今年も波乱含みの展開となったフランス・ポーでの一戦は、2レースともにBMW勢が制する結果となった。
既に中盤戦に入っている2008年のWTCC(FIA世界ツーリングカー選手権)は、比較的タイトなスケジュールでヨーロッパにおける3つめの舞台となるチェコのブルノに戦いの場を移す。
ブルノは全長5kmを超える大規模なサーキットコースで、市街地レースだったポーからは様相を一変する。
しかしコースを問わずアグレッシブな戦いが繰り広げられるWTCC、昨年の戦いを振り返ると第1レースでは序盤から激しい上位争いが演じられた結果、接触アクシデントによってセーフティカーが導入される展開となった。
そして昨年、ブルノでも強さを見せたのはBMW勢。
第1レースはフェリックス・ポルテイロ選手、第2レースはヨルグ・ミューラー選手が優勝を飾るとともに、第1レースは上位4位までを、第2レースでも上位3位までにBMW勢が名を連ねて両レースともに表彰台を独占した。
更に一昨年のブルノ戦を振り返ってみると、第1レースで優勝を飾ったのはやはりBMWを駆るヨルグ・ミューラー選手。
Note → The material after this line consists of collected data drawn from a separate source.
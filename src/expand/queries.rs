//! Search query generation
//!
//! Expands one raw user query into an ordered list of candidate search
//! strings for the retrieval backend. Compensates for exact-phrase-match
//! weaknesses by adding subject extractions, word-prefix expansions,
//! domain synonyms, and lexical normalizations of the original query.

use once_cell::sync::Lazy;
use regex::Regex;

use super::preprocess::{preprocess_search_text, VariantSet};
use super::synonyms::SynonymTable;

/// Leading question phrases stripped to expose the query subject
const QUESTION_PREFIXES: &[&str] = &["what is ", "tell me about ", "describe "];

/// Suffixes appended to a question-prefix subject
const QUESTION_SUFFIXES: &[&str] = &[" project", " development"];

/// Suffixes appended to a list/summary/details subject
const LISTING_SUFFIXES: &[&str] = &[" project", " projects"];

/// Ordered rewrite patterns for list/summary/details queries.
/// Tried in order; the first pattern that matches wins.
static LISTING_PATTERNS: Lazy<Vec<Regex>> = Lazy::new(|| {
    vec![
        Regex::new(r"^(?:list|overview)(?:\s+of)?\s+(.+)$").unwrap(),
        Regex::new(r"^summary\s+of\s+(.+)$").unwrap(),
        Regex::new(r"^(?:project\s+details|details)(?:\s+(?:for|of))?\s+(.+)$").unwrap(),
    ]
});

/// Query expander with a configurable domain synonym table
#[derive(Debug, Clone, Default)]
pub struct QueryExpander {
    synonyms: SynonymTable,
}

impl QueryExpander {
    /// Create an expander with the given synonym table
    pub fn new(synonyms: SynonymTable) -> Self {
        Self { synonyms }
    }

    /// The synonym table in use
    pub fn synonyms(&self) -> &SynonymTable {
        &self.synonyms
    }

    /// Expand a raw user query into an ordered, deduplicated list of
    /// candidate search strings. The original query is always the first
    /// element. Pure and infallible; calling twice with the same input
    /// yields the identical sequence.
    pub fn expand(&self, original_query: &str) -> Vec<String> {
        let lowered = original_query.to_lowercase();
        let trimmed = lowered.trim();

        let mut queries = VariantSet::new();
        queries.push(original_query.to_string());

        queries.extend(self.synonyms.expansions_for(&lowered));

        for prefix in QUESTION_PREFIXES {
            if let Some(subject) = trimmed.strip_prefix(prefix) {
                tracing::debug!(prefix, subject, "question prefix matched");
                queries.push(subject.to_string());
                for suffix in QUESTION_SUFFIXES {
                    queries.push(format!("{subject}{suffix}"));
                }
                break;
            }
        }

        for pattern in LISTING_PATTERNS.iter() {
            if let Some(captures) = pattern.captures(trimmed) {
                let subject = &captures[1];
                tracing::debug!(subject, "listing pattern matched");
                queries.push(subject.to_string());
                for suffix in LISTING_SUFFIXES {
                    queries.push(format!("{subject}{suffix}"));
                }

                // Cumulative word prefixes: "a b c" adds "a b" and "a b c"
                let words: Vec<&str> = subject.split_whitespace().collect();
                if words.len() > 1 {
                    for end in 2..=words.len() {
                        queries.push(words[..end].join(" "));
                    }
                }

                queries.extend(preprocess_search_text(subject));
                break;
            }
        }

        queries.extend(preprocess_search_text(original_query));

        tracing::debug!(total = queries.len(), "query expanded");
        queries.into_vec()
    }
}

/// Expand a query using the default synonym table.
pub fn create_search_queries(original_query: &str) -> Vec<String> {
    QueryExpander::default().expand(original_query)
}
第2レースはBMWのアンディ・プリオール選手との接戦を制してシボレーのロブ・ハフ選手が優勝を飾っている。
ブルノでWTCCが開催されるようになったのは二年前の2006年からのこと。ヨルグ・ミューラー選手が圧倒的にブルノを得意としている、と言って間違いないだろう。
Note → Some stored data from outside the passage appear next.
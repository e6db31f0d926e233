//! qexpand: Command-line interface for search query expansion

use anyhow::Result;
use clap::{Parser, Subcommand};
use qexpand::config::{app_config::AppConfig, path_resolver};
use qexpand::expand::{preprocess_search_text, QueryExpander};
use tracing_subscriber::{layer::SubscriberExt, util::SubscriberInitExt};

/// Load the config from an explicit path, or fall back to the standard
/// resolution order (QEXPAND_CONFIG, then the XDG config path)
fn load_config(config_path: Option<&str>) -> Result<AppConfig> {
    let config = match config_path {
        Some(path) => {
            let resolved = path_resolver::resolve_path(path)?;
            AppConfig::from_file(&resolved)?
        }
        None => AppConfig::load()?,
    };
    config.validate()?;
    Ok(config)
}

/// Print a variant list as numbered text or a JSON array
fn print_variants(variants: &[String], json: bool) -> Result<()> {
    if json {
        println!("{}", serde_json::to_string_pretty(variants)?);
    } else {
        for (i, variant) in variants.iter().enumerate() {
            println!("{}. {}", i + 1, variant);
        }
    }
    Ok(())
}

/// qexpand: query expansion for search retrieval pipelines
#[derive(Parser)]
#[command(name = "qexpand")]
#[command(author, version, about, long_about = None)]
struct Cli {
    /// Enable verbose logging
    #[arg(short, long, global = true)]
    verbose: bool,

    #[command(subcommand)]
    command: Commands,
}

#[derive(Subcommand)]
enum Commands {
    /// Initialize qexpand configuration
    Init {
        /// Force overwrite existing configuration
        #[arg(short, long)]
        force: bool,
    },
    /// Expand a query into candidate search strings
    Expand {
        /// The raw user query
        query: String,

        /// Path to a config file (default: QEXPAND_CONFIG or the XDG config path)
        #[arg(short, long)]
        config: Option<String>,

        /// Output as a JSON array
        #[arg(long)]
        json: bool,
    },
    /// Show the lexical preprocessing variants of a text fragment
    Preprocess {
        /// The text fragment
        text: String,

        /// Output as a JSON array
        #[arg(long)]
        json: bool,
    },
}

fn main() -> Result<()> {
    let cli = Cli::parse();

    // Initialize logging to stderr so stdout stays machine-readable
    let log_level = if cli.verbose { "debug" } else { "warn" };
    tracing_subscriber::registry()
        .with(tracing_subscriber::EnvFilter::new(
            std::env::var("RUST_LOG").unwrap_or_else(|_| log_level.to_string()),
        ))
        .with(
            tracing_subscriber::fmt::layer()
                .with_target(false)
                .with_writer(std::io::stderr),
        )
        .init();

    match cli.command {
        Commands::Init { force } => {
            let config_dir = path_resolver::get_config_dir();
            let config_path = config_dir.join("config.toml");

            eprintln!("Initializing qexpand configuration...");
            eprintln!("Config directory: {}", config_dir.display());

            if !config_dir.exists() {
                std::fs::create_dir_all(&config_dir)?;
                eprintln!("Created config directory");
            }

            if config_path.exists() && !force {
                eprintln!(
                    "Configuration file already exists: {}",
                    config_path.display()
                );
                eprintln!("Use --force to overwrite");
                return Ok(());
            }

            let default_config = AppConfig::default();
            let toml_content = default_config.to_toml()?;
            std::fs::write(&config_path, &toml_content)?;

            eprintln!("Created configuration file: {}", config_path.display());
            eprintln!("\nEdit {} to customize the synonym table.", config_path.display());

            Ok(())
        }
        Commands::Expand {
            query,
            config,
            json,
        } => {
            let config = load_config(config.as_deref())?;
            let expander = QueryExpander::new(config.synonyms().clone());

            let queries = expander.expand(&query);
            tracing::info!(count = queries.len(), "expanded query");
            print_variants(&queries, json)
        }
        Commands::Preprocess { text, json } => {
            let variants = preprocess_search_text(&text);
            print_variants(&variants, json)
        }
    }
}
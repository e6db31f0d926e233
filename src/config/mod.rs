//! Configuration module for qexpand
//!
//! This module defines the TOML-backed application configuration and
//! path resolution helpers.

pub mod app_config;
pub mod path_resolver;

pub use app_config::AppConfig;
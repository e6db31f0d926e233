//! Path resolution module for qexpand
//!
//! Provides utilities for resolving file paths with support for:
//! - Absolute paths (returned as-is)
//! - Tilde (~) expansion to home directory
//! - Relative paths (resolved from current directory)
//! - XDG Base Directory specification compliance

use anyhow::{anyhow, Result};
use std::path::PathBuf;

/// Expand tilde (~) in path to home directory
pub fn expand_home(path: &str) -> Result<PathBuf> {
    if let Some(stripped) = path.strip_prefix('~') {
        let home =
            std::env::var("HOME").map_err(|_| anyhow!("HOME environment variable not set"))?;
        if stripped.is_empty() {
            Ok(PathBuf::from(home))
        } else if stripped.starts_with('/') {
            Ok(PathBuf::from(format!("{}{}", home, stripped)))
        } else {
            // ~username format not supported, return as-is
            Ok(PathBuf::from(path))
        }
    } else {
        Ok(PathBuf::from(path))
    }
}

/// Resolve a path to an absolute path
///
/// Resolution order:
/// 1. Expand ~ to home directory
/// 2. If absolute, return as-is
/// 3. If relative, resolve from current directory
pub fn resolve_path(path: &str) -> Result<PathBuf> {
    let expanded = expand_home(path)?;

    if expanded.is_absolute() {
        Ok(expanded)
    } else {
        let current_dir = std::env::current_dir()
            .map_err(|e| anyhow!("Failed to get current directory: {}", e))?;
        Ok(current_dir.join(expanded))
    }
}

/// Get the XDG config directory for qexpand
///
/// Returns: $XDG_CONFIG_HOME/qexpand or ~/.config/qexpand
pub fn get_config_dir() -> PathBuf {
    if let Ok(xdg_config) = std::env::var("XDG_CONFIG_HOME") {
        PathBuf::from(xdg_config).join("qexpand")
    } else if let Ok(home) = std::env::var("HOME") {
        PathBuf::from(home).join(".config").join("qexpand")
    } else {
        PathBuf::from(".config").join("qexpand")
    }
}

/// Get the default config file path
pub fn get_default_config_path() -> PathBuf {
    get_config_dir().join("config.toml")
}
//! Frame classification — the three shapes the lifecycle cares about.
//!
//! ARCHITECTURE
//! ============
//! The `frames` crate turns bytes into JSON arrays. This module looks inside
//! each array just far enough to drive the session state machine:
//!
//! ```text
//! frame                = [[sequence, body], ...]
//! session-established  = sequence == 1 and body[1][0][2][0] is a string (credentials token)
//! keep-alive           = body[1][0][1] is [null, null, "<timestamp>", ...]
//! data                 = anything else
//! ```
//!
//! Payload semantics beyond these paths belong to the caller.

use serde_json::Value;

use crate::error::ShapeError;

/// Position of the credentials token inside `body`.
const TOKEN_PATH: [usize; 4] = [1, 0, 2, 0];

/// Position of the keep-alive marker inside `body`.
const PING_MARKER_PATH: [usize; 3] = [1, 0, 1];

/// Sequence value carried by the session-established frame.
pub const ESTABLISHED_SEQUENCE: i64 = 1;

// =============================================================================
// POSITIONAL ACCESS
// =============================================================================

/// Follow a path of array indices. `None` when any step is not an array or
/// is out of range.
pub(crate) fn at<'a>(value: &'a Value, path: &[usize]) -> Option<&'a Value> {
    path.iter().try_fold(value, |v, i| v.as_array()?.get(*i))
}

/// Render a path as `[a][b][c]` for error messages.
pub(crate) fn path_label(path: &[usize]) -> String {
    path.iter().map(|i| format!("[{i}]")).collect()
}

// =============================================================================
// ACCESSORS
// =============================================================================

/// Destructure the `[[sequence, body], ...]` envelope.
pub fn envelope(frame: &Value) -> Result<(i64, &Value), ShapeError> {
    let sequence = at(frame, &[0, 0])
        .and_then(Value::as_i64)
        .ok_or_else(|| ShapeError::new("frame envelope", "[0][0]"))?;
    let body = at(frame, &[0, 1]).ok_or_else(|| ShapeError::new("frame envelope", "[0][1]"))?;
    Ok((sequence, body))
}

/// Credentials token of a session-established body, if present.
pub fn credentials_token(body: &Value) -> Option<&str> {
    at(body, &TOKEN_PATH).and_then(Value::as_str)
}

/// Timestamp of a keep-alive body, if the marker `[null, null, "<ts>", ...]`
/// is present.
pub fn ping_timestamp(body: &Value) -> Option<&str> {
    let marker = at(body, &PING_MARKER_PATH)?.as_array()?;
    match marker.as_slice() {
        [Value::Null, Value::Null, Value::String(ts), ..] => Some(ts.as_str()),
        _ => None,
    }
}

// =============================================================================
// CLASSIFICATION
// =============================================================================

#[derive(Debug, Clone, PartialEq, Eq)]
pub enum FrameKind {
    Established { token: String },
    Ping { timestamp: String },
    Data,
}

#[derive(Debug, Clone, PartialEq, Eq)]
pub struct Classified {
    pub sequence: i64,
    pub kind: FrameKind,
}

/// Classify a decoded frame. Session-established wins over keep-alive, which
/// wins over data.
pub fn classify(frame: &Value) -> Result<Classified, ShapeError> {
    let (sequence, body) = envelope(frame)?;

    let kind = if let Some(token) = credentials_token(body).filter(|_| sequence == ESTABLISHED_SEQUENCE) {
        FrameKind::Established { token: token.to_string() }
    } else if let Some(timestamp) = ping_timestamp(body) {
        FrameKind::Ping { timestamp: timestamp.to_string() }
    } else {
        FrameKind::Data
    };

    Ok(Classified { sequence, kind })
}

#[cfg(test)]
#[path = "frame_test.rs"]
mod tests;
そこで今年の戦いを占ってみると、やはりヨルグ・ミューラー選手の存在が大きくクローズアップされる。
フランス・ポーでの戦いを終えてドライバーズランキングは7位。そして気になるサクセスバラスト搭載量は20kgとなり、これは最も重いバラストを積むセアトのイヴァン・ミューラー選手やBMWのアンディ・プリオール選手に比べて3分の1程度に過ぎないというアドバンテージを有している。
WTCCの前身となるETCC時代からBMWが得意とするブルノ、中でもヨルグ・ミューラー選手に注目したいチェコラウンド。
しかし、シーズン序盤はディーゼルターボ旋風が巻き起こった2008年のWTCC、ややおさまっていた旋風が再びブルノの地で吹き荒れるのかも気になるところではある。